Demonstrators protest police treatment of a 15-year-old girl who was pepper-sprayed during an arrest Wednesday, Sept. 21, 2016 in Hagerstown, Md.
The girl’s lawyer, Robin Ficker, posted a video of his young client’s arrest, showing what appears to be a very disturbing interaction between the teenager and police officers. Kifer refused to publicly identify her, citing privacy concerns.
On the almost 15 minutes of police body camera recordings, the girl can be seen and heard becoming hysterical as she’s being detained. She refuses to help them, saying she will get in trouble. Three hours after being pepper sprayed – she was finally able to wash her eyes.
Police body camera video footage of the incident will be released under state law. A second officer’s recording then shows her continuing to resist as they put her in the cruiser.

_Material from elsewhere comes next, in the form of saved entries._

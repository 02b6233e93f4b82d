//! Verdict determination for single cases and whole submissions

use crate::{
    constants::{
        COMPILE_ERROR_EXIT_CODE, COMPILE_ERROR_MARKER, ERROR_CAP_BYTES, KILLED_EXIT_CODE,
        OUTPUT_CAP_BYTES,
    },
    error::SandboxError,
    models::{FinalVerdict, Verdict},
    sandbox::ExecResult,
    utils::{text::truncate_lossy, truncate_utf8},
};

/// Limits a case is judged against
#[derive(Debug, Clone, Copy, PartialEq, Eq)]
pub struct CaseLimits {
    pub time_limit_ms: u64,
    pub memory_limit_mb: u64,
}

/// Result of judging one case
#[derive(Debug, Clone, PartialEq, Eq)]
pub struct CaseOutcome {
    pub verdict: Verdict,
    pub time_ms: u64,
    pub memory_kb: u64,
    /// Program output, capped
    pub output: Option<String>,
    /// Diagnostic, capped
    pub error: Option<String>,
    /// False when no expected output was available to compare against
    pub checked: bool,
}

impl CaseOutcome {
    pub fn accepted(time_ms: u64, memory_kb: u64, output: String) -> Self {
        Self {
            verdict: Verdict::Accepted,
            time_ms,
            memory_kb,
            output: Some(output),
            error: None,
            checked: true,
        }
    }

    pub fn wrong_answer(time_ms: u64, memory_kb: u64, output: String) -> Self {
        Self {
            verdict: Verdict::WrongAnswer,
            ..Self::accepted(time_ms, memory_kb, output)
        }
    }

    /// Time is recorded as the limit itself
    pub fn time_limit_exceeded(time_limit_ms: u64, memory_kb: u64, output: String) -> Self {
        Self {
            verdict: Verdict::TimeLimitExceeded,
            time_ms: time_limit_ms,
            memory_kb,
            output: Some(output),
            error: Some(format!("Time limit exceeded ({time_limit_ms} ms)")),
            checked: true,
        }
    }

    pub fn memory_limit_exceeded(time_ms: u64, memory_limit_kb: u64, output: String) -> Self {
        Self {
            verdict: Verdict::MemoryLimitExceeded,
            time_ms,
            memory_kb: memory_limit_kb,
            output: Some(output),
            error: Some("Memory limit exceeded".to_string()),
            checked: true,
        }
    }

    pub fn runtime_error(time_ms: u64, memory_kb: u64, exit_code: i64, output: String) -> Self {
        Self {
            verdict: Verdict::RuntimeError,
            time_ms,
            memory_kb,
            output: Some(output),
            error: Some(format!("Runtime error (exit code {exit_code})")),
            checked: true,
        }
    }

    pub fn compile_error(compiler_output: &str) -> Self {
        let message = if compiler_output.trim().is_empty() {
            "Compilation failed".to_string()
        } else {
            compiler_output.to_string()
        };

        Self {
            verdict: Verdict::CompileError,
            time_ms: 0,
            memory_kb: 0,
            output: None,
            error: Some(truncate_utf8(&message, ERROR_CAP_BYTES)),
            checked: true,
        }
    }

    pub fn system_error(message: impl Into<String>) -> Self {
        Self {
            verdict: Verdict::SystemError,
            time_ms: 0,
            memory_kb: 0,
            output: None,
            error: Some(truncate_utf8(&message.into(), ERROR_CAP_BYTES)),
            checked: true,
        }
    }

    /// Map a sandbox fault to a case outcome
    pub fn from_sandbox_error(err: &SandboxError) -> Self {
        Self::system_error(format!("System error ({}): {}", err.kind, err.message))
    }
}

/// Whole-output equality after stripping trailing whitespace on both sides
pub fn outputs_match(actual: &str, expected: &str) -> bool {
    actual.trim_end() == expected.trim_end()
}

/// Map one execution record to a case outcome
pub fn evaluate(exec: &ExecResult, expected: Option<&str>, limits: CaseLimits) -> CaseOutcome {
    let stdout = String::from_utf8_lossy(&exec.stdout);

    if exec.exit_code == COMPILE_ERROR_EXIT_CODE {
        if let Some(rest) = stdout.strip_prefix(COMPILE_ERROR_MARKER) {
            return CaseOutcome::compile_error(rest.trim_start_matches(['\r', '\n']));
        }
    }

    let time_ms = exec.reported_run_ms.unwrap_or(exec.wall_time_ms);
    let memory_kb = exec.approx_memory_kb;
    let memory_limit_kb = limits.memory_limit_mb * 1024;
    let output = truncate_lossy(&exec.stdout, OUTPUT_CAP_BYTES);

    if exec.oom_killed
        || (!exec.timed_out && exec.exit_code == KILLED_EXIT_CODE && memory_kb >= memory_limit_kb)
    {
        return CaseOutcome::memory_limit_exceeded(time_ms, memory_limit_kb, output);
    }

    if exec.timed_out {
        return CaseOutcome::time_limit_exceeded(limits.time_limit_ms, memory_kb, output);
    }

    if exec.exit_code != 0 {
        return CaseOutcome::runtime_error(time_ms, memory_kb, exec.exit_code, output);
    }

    match expected {
        Some(expected) if outputs_match(&stdout, expected) => {
            CaseOutcome::accepted(time_ms, memory_kb, output)
        }
        Some(_) => CaseOutcome::wrong_answer(time_ms, memory_kb, output),
        None => CaseOutcome {
            checked: false,
            ..CaseOutcome::accepted(time_ms, memory_kb, output)
        },
    }
}

/// Running aggregate over the cases of one submission
#[derive(Debug, Clone)]
pub struct VerdictAccumulator {
    status: Verdict,
    score: i32,
    max_time_ms: u64,
    max_memory_kb: u64,
    error_message: Option<String>,
}

impl Default for VerdictAccumulator {
    fn default() -> Self {
        Self {
            status: Verdict::Accepted,
            score: 0,
            max_time_ms: 0,
            max_memory_kb: 0,
            error_message: None,
        }
    }
}

impl VerdictAccumulator {
    pub fn new() -> Self {
        Self::default()
    }

    /// Fold in one case; returns false when judging must stop
    pub fn record(&mut self, outcome: &CaseOutcome, case_score: i32) -> bool {
        self.max_time_ms = self.max_time_ms.max(outcome.time_ms);
        self.max_memory_kb = self.max_memory_kb.max(outcome.memory_kb);

        if outcome.verdict.is_accepted() {
            self.score += case_score.max(0);
            return true;
        }

        if outcome.verdict.stops_judging() {
            self.status = outcome.verdict;
            self.error_message = outcome.error.clone();
            return false;
        }

        // First failing case decides the reported verdict
        if self.status.is_accepted() {
            self.status = outcome.verdict;
        }
        true
    }

    pub fn status(&self) -> Verdict {
        self.status
    }

    pub fn score(&self) -> i32 {
        self.score
    }

    pub fn max_time_ms(&self) -> u64 {
        self.max_time_ms
    }

    pub fn max_memory_kb(&self) -> u64 {
        self.max_memory_kb
    }

    pub fn finish(self) -> FinalVerdict {
        FinalVerdict {
            status: self.status,
            score: self.score,
            exec_time: clamp_i32(self.max_time_ms),
            memory_usage: clamp_i32(self.max_memory_kb),
            error_message: self.error_message,
        }
    }
}

/// Saturating conversion for storage columns
pub fn clamp_i32(value: u64) -> i32 {
    i32::try_from(value).unwrap_or(i32::MAX)
}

A Hagerstown, Maryland, police spokesman says several officers involved in the pepper-spray arrest of a 15-year-old girl remain on duty while the department investigates. “And she’s going to come over here and fight us when all we want to do is make sure she’s OK”. In the video, she’s heard screaming and crying and begging for relief (“I can’t breathe”), which she did not receive.

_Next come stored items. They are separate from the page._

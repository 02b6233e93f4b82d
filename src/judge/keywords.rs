//! Forbidden/required keyword policy on raw source text

use crate::models::Problem;

/// Substring policy of one problem
#[derive(Debug, Clone, Default, PartialEq, Eq)]
pub struct KeywordGate {
    forbidden: Vec<String>,
    required: Vec<String>,
}

/// Why a source was refused
#[derive(Debug, Clone, PartialEq, Eq)]
pub enum KeywordViolation {
    Forbidden(String),
    Missing(String),
}

impl KeywordViolation {
    /// Message stored on the submission
    pub fn message(&self) -> String {
        match self {
            Self::Forbidden(keyword) => format!("Forbidden keyword found: '{keyword}'"),
            Self::Missing(keyword) => format!("Required keyword missing: '{keyword}'"),
        }
    }
}

impl std::fmt::Display for KeywordViolation {
    fn fmt(&self, f: &mut std::fmt::Formatter<'_>) -> std::fmt::Result {
        f.write_str(&self.message())
    }
}

impl KeywordGate {
    pub fn new(forbidden: &[String], required: &[String]) -> Self {
        Self {
            forbidden: clean(forbidden),
            required: clean(required),
        }
    }

    pub fn for_problem(problem: &Problem) -> Self {
        Self::new(&problem.forbidden_keywords, &problem.required_keywords)
    }

    /// First violation in stored order; forbidden entries are checked before required ones
    pub fn check(&self, source: &str) -> Result<(), KeywordViolation> {
        if let Some(keyword) = self.forbidden.iter().find(|k| source.contains(k.as_str())) {
            return Err(KeywordViolation::Forbidden(keyword.clone()));
        }

        if let Some(keyword) = self.required.iter().find(|k| !source.contains(k.as_str())) {
            return Err(KeywordViolation::Missing(keyword.clone()));
        }

        Ok(())
    }
}

fn clean(keywords: &[String]) -> Vec<String> {
    keywords
        .iter()
        .filter(|k| !k.trim().is_empty())
        .cloned()
        .collect()
}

The officer reports to a dispatcher that a “female got pepper sprayed” and the cruiser drives off to the station in Hagerstown, a city of 40,000 about 70 miles west of Baltimore.
In the video, the girl said she didn’t need medical treatment several times, and didn’t answer when officers asked her name. He points out several scratches on his vehicle door.
Instead of taking her to a hospital, as they had previously hinted, the police took her to the station to charge her with disorderly conduct, two counts of second-degree assault, possession of marijuana and failure to obey a traffic device.
The teen is being represented by the Robin Flicker Law Office who posted the video of the encounter on its social media page.
“This little girl, 5 ft”.
Even after police seat the handcuffed girl in the squad auto, she refuses to pull her feet into the vehicle, body camera footage shows.
Instead of taking the girl to the hospital like they initially told her, police took her to the police station for interrogation.
Ficker said she wasn’t admitted to the hospital but suffered sprained muscles and soreness everywhere, including her wrists from being handcuffed.
The girl pleaded with the police officers – who were all white – to call a black officer who knows her family named “Zack”.
He said she’s been unable to participate in high school soccer and wrestling practice.
“What happens…when she’s like, ‘I’m fine, ‘ right, and has a brain injury or something like that, and then she could die later?” the officer said.